• Task to complete: Line by line, retype the material below exactly, from its first line up to and including the one holding "detach on close.".

_ _ _ _ _ _ _

use std::sync::Arc;

use futures_util::{SinkExt, StreamExt};
use tokio::net::{TcpListener, TcpStream};
use tokio::sync::mpsc;
use tokio_tungstenite::accept_hdr_async;
use tungstenite::handshake::server::{ErrorResponse, Request, Response};
use tungstenite::http::StatusCode;
use tungstenite::protocol::Message as WsMessage;
use tracing::{debug, info, warn};

use crate::broker::Broker;
use crate::transport::message::{ClientFrame, decode};
use crate::utils::Result;

pub const GATEWAY_PATH: &str = "/ws";

/// Binds `addr` and serves the WebSocket gateway until the task is dropped.
pub async fn start_websocket_server(addr: &str, broker: Arc<Broker>) -> Result<()> {
    let listener = TcpListener::bind(addr).await?;
    info!("WebSocket gateway listening on ws://{addr}{GATEWAY_PATH}");
    serve(listener, broker).await;
    Ok(())
}

/// Accepts connections on an already-bound listener.
pub async fn serve(listener: TcpListener, broker: Arc<Broker>) {
    loop {
        match listener.accept().await {
            Ok((stream, peer)) => {
                let broker = broker.clone();
                tokio::spawn(async move {
                    if let Err(e) = handle_connection(stream, broker).await {
                        warn!(%peer, "connection ended with error: {e}");
                    }
                });
            }
            Err(e) => warn!("accept failed: {e}"),
        }
    }
}

fn check_path(request: &Request, response: Response) -> std::result::Result<Response, ErrorResponse> {
    if request.uri().path() == GATEWAY_PATH {
        return Ok(response);
    }
    let mut rejection = ErrorResponse::new(Some(format!("no gateway at {}", request.uri().path())));
    *rejection.status_mut() = StatusCode::NOT_FOUND;
    Err(rejection)
}

/// One client for its whole lifetime: attach to a subscriber shard, pump
/// outbound frames from the session channel, feed inbound topic lists to
/// the subscriber, detach on close.
async fn handle_connection(stream: TcpStream, broker: Arc<Broker>) -> Result<()> {
    let ws_stream = accept_hdr_async(stream, check_path).await?;
    let (mut ws_sender, mut ws_receiver) = ws_stream.split();

    let (tx, mut rx) = mpsc::unbounded_channel::<WsMessage>();
    let subscriber = broker.next_subscriber()?;
    let session = subscriber.connect(tx).await?;
    debug!(session = %session, subscriber = %subscriber.id, "client connected");

    // Ends when the subscriber drops the session's sender or after a close
    // frame went out.
    tokio::spawn(async move {
        while let Some(frame) = rx.recv().await {
            let closing = frame.is_close();
            if let Err(e) = ws_sender.send(frame).await {
                debug!(session = %session, "send loop closed: {e}");
                break;
            }
            if closing {
                break;
            }
        }
    });

    while let Some(frame) = ws_receiver.next().await {
        match frame {
            Ok(frame) => match decode(frame) {
                ClientFrame::Topics(text) => subscriber.set_topics(session, text)?,
                ClientFrame::Close => break,
                ClientFrame::Ignored => {}
            },
            Err(e) => {
                debug!(session = %session, "read loop closed: {e}");
                break;
            }
        }
    }

    subscriber.disconnect(session)?;
    debug!(session = %session, "client disconnected");
    Ok(())
}
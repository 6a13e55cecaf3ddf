use std::sync::atomic::{AtomicUsize, Ordering};

use tracing::info;

use crate::actor::clock::SharedClock;
use crate::actor::directory::Directory;
use crate::actor::timer::TimerService;
use crate::broker::ids::SubscriberId;
use crate::broker::message::{TickerUpdate, TopicValue};
use crate::broker::publisher::{FanoutReport, PublisherHandle};
use crate::broker::subscriber::SubscriberHandle;
use crate::broker::topic::Topic;
use crate::config::Settings;
use crate::debug::tracker::{self, DebugTracker, TRACKER_NAME};
use crate::debug::{TrackerHandle, TrackingHandle};
use crate::persistence::Persistence;
use crate::utils::{BrokerError, Result};

/// The subscriber actor behind gateway shard `index`.
pub fn shard_id(index: usize) -> SubscriberId {
    SubscriberId::for_name(&format!("subscriber-{index}"))
}

/// Entry point to a running broker.
///
/// Owns the actor directory and the debug tracker, and hands out the
/// subscriber shards the gateway attaches connections to. Cheap to share
/// behind an `Arc`.
pub struct Broker {
    settings: Settings,
    directory: Directory,
    next_shard: AtomicUsize,
}

impl Broker {
    /// Starts the timer scheduler and, when debug tracking is enabled, the
    /// tracker actor with its event forwarder. Must run inside a tokio
    /// runtime.
    pub fn start(settings: Settings, persistence: Persistence, clock: SharedClock) -> Result<Self> {
        let timers = TimerService::start();

        let (tracking, tracker) = if settings.debug.enabled {
            let tracking = TrackingHandle::new(settings.tracker.event_buffer, clock.clone());
            let tracker = DebugTracker::spawn(
                persistence.store(TRACKER_NAME)?,
                settings.tracker.clone(),
                clock.clone(),
                timers.clone(),
                settings.broker.call_timeout(),
            );
            tracker::forward(&tracking, tracker.clone());
            (tracking, Some(tracker))
        } else {
            (TrackingHandle::disabled(), None)
        };

        let directory = Directory::new(
            settings.broker.clone(),
            persistence,
            clock,
            timers,
            tracking,
            tracker,
        );
        info!(
            batch_size = settings.broker.batch_size,
            shards = settings.broker.subscriber_shards,
            debug = settings.debug.enabled,
            "broker started"
        );
        Ok(Self {
            settings,
            directory,
            next_shard: AtomicUsize::new(0),
        })
    }

    /// Publishes `update` to its topic's publisher, stamped with the current
    /// time. Safe to repeat: the publisher just overwrites its latest value.
    pub async fn publish(&self, update: TickerUpdate) -> Result<FanoutReport> {
        let ticker = Topic::parse(&update.ticker)
            .ok_or_else(|| BrokerError::InvalidRequest("empty ticker".to_string()))?;
        let value = TopicValue {
            ticker,
            value: update.value,
            timestamp: self.directory.clock().now_ms(),
        };
        self.publisher(&value.ticker)?.publish(value).await
    }

    pub fn publisher(&self, topic: &Topic) -> Result<PublisherHandle> {
        self.directory.publisher_for_topic(topic)
    }

    pub fn subscriber_for_shard(&self, index: usize) -> Result<SubscriberHandle> {
        self.directory.subscriber(shard_id(index))
    }

    /// Round-robins new connections over the configured shards.
    pub fn next_subscriber(&self) -> Result<SubscriberHandle> {
        let shards = self.settings.broker.subscriber_shards.max(1);
        let index = self.next_shard.fetch_add(1, Ordering::Relaxed) % shards;
        self.subscriber_for_shard(index)
    }

    pub fn tracker(&self) -> Option<&TrackerHandle> {
        self.directory.tracker()
    }

    pub fn directory(&self) -> &Directory {
        &self.directory
    }

    pub fn settings(&self) -> &Settings {
        &self.settings
    }

    pub async fn flush(&self) -> Result<()> {
        self.directory.persistence().flush().await
    }
}
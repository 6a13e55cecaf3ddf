//! Inbound frame decoding
//!
//! Clients speak a single message: a comma-separated list of topic names
//! that replaces their current interest. Text frames carry it directly;
//! binary frames are accepted when they hold valid UTF-8.

use tracing::warn;
use tungstenite::protocol::Message as WsMessage;

#[derive(Debug, Clone, PartialEq, Eq)]
pub enum ClientFrame {
    /// Raw topic list, not yet normalised.
    Topics(String),
    Close,
    /// Control frames and undecodable payloads.
    Ignored,
}

pub fn decode(frame: WsMessage) -> ClientFrame {
    match frame {
        WsMessage::Text(text) => ClientFrame::Topics(text.as_str().to_owned()),
        WsMessage::Binary(bytes) => match std::str::from_utf8(&bytes) {
            Ok(text) => ClientFrame::Topics(text.to_owned()),
            Err(e) => {
                warn!(len = bytes.len(), "ignoring binary frame that is not UTF-8: {e}");
                ClientFrame::Ignored
            }
        },
        WsMessage::Close(_) => ClientFrame::Close,
        WsMessage::Ping(_) | WsMessage::Pong(_) | WsMessage::Frame(_) => ClientFrame::Ignored,
    }
}
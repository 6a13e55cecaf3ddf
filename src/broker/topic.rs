//! Topic names
//!
//! A `Topic` is a normalised name: surrounding whitespace trimmed and
//! upper-cased, so `" aapl"` and `"AAPL"` address the same publisher.
//! Clients send topic interest as a comma-separated list.

use std::collections::BTreeSet;
use std::fmt;

use serde::{Deserialize, Serialize};

#[derive(Debug, Clone, PartialEq, Eq, Hash, PartialOrd, Ord, Serialize, Deserialize)]
#[serde(transparent)]
pub struct Topic(String);

impl Topic {
    /// Normalise `raw`. Blank names are not topics.
    pub fn parse(raw: &str) -> Option<Self> {
        let name = raw.trim();
        if name.is_empty() {
            None
        } else {
            Some(Self(name.to_uppercase()))
        }
    }

    pub fn as_str(&self) -> &str {
        &self.0
    }
}

impl fmt::Display for Topic {
    fn fmt(&self, f: &mut fmt::Formatter<'_>) -> fmt::Result {
        f.write_str(&self.0)
    }
}

/// Parse a comma-separated topic list. Duplicates collapse; empty entries are
/// dropped, so an empty frame means "no topics".
pub fn parse_topic_list(text: &str) -> BTreeSet<Topic> {
    text.split(',').filter_map(Topic::parse).collect()
}
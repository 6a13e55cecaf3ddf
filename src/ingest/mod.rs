//! The `ingest` module feeds values into the broker.
//!
//! - [`queue::IngestQueue`]: bounded queue with redelivery on failure.
//! - [`feed::TickerFeed`]: synthetic random-walk prices.

pub mod feed;
pub mod queue;

pub use feed::{SharedFeed, TickerFeed};
pub use queue::{IngestQueue, IngestStats, ValueSink};

#[cfg(test)]
mod tests;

_ _ _ _ _ _ _

• Solution to this exercise:
use std::sync::Arc;

use futures_util::{SinkExt, StreamExt};
use tokio::net::{TcpListener, TcpStream};
use tokio::sync::mpsc;
use tokio_tungstenite::accept_hdr_async;
use tungstenite::handshake::server::{ErrorResponse, Request, Response};
use tungstenite::http::StatusCode;
use tungstenite::protocol::Message as WsMessage;
use tracing::{debug, info, warn};

use crate::broker::Broker;
use crate::transport::message::{ClientFrame, decode};
use crate::utils::Result;

pub const GATEWAY_PATH: &str = "/ws";

/// Binds `addr` and serves the WebSocket gateway until the task is dropped.
pub async fn start_websocket_server(addr: &str, broker: Arc<Broker>) -> Result<()> {
    let listener = TcpListener::bind(addr).await?;
    info!("WebSocket gateway listening on ws://{addr}{GATEWAY_PATH}");
    serve(listener, broker).await;
    Ok(())
}

/// Accepts connections on an already-bound listener.
pub async fn serve(listener: TcpListener, broker: Arc<Broker>) {
    loop {
        match listener.accept().await {
            Ok((stream, peer)) => {
                let broker = broker.clone();
                tokio::spawn(async move {
                    if let Err(e) = handle_connection(stream, broker).await {
                        warn!(%peer, "connection ended with error: {e}");
                    }
                });
            }
            Err(e) => warn!("accept failed: {e}"),
        }
    }
}

fn check_path(request: &Request, response: Response) -> std::result::Result<Response, ErrorResponse> {
    if request.uri().path() == GATEWAY_PATH {
        return Ok(response);
    }
    let mut rejection = ErrorResponse::new(Some(format!("no gateway at {}", request.uri().path())));
    *rejection.status_mut() = StatusCode::NOT_FOUND;
    Err(rejection)
}

/// One client for its whole lifetime: attach to a subscriber shard, pump
/// outbound frames from the session channel, feed inbound topic lists to
/// the subscriber, detach on close.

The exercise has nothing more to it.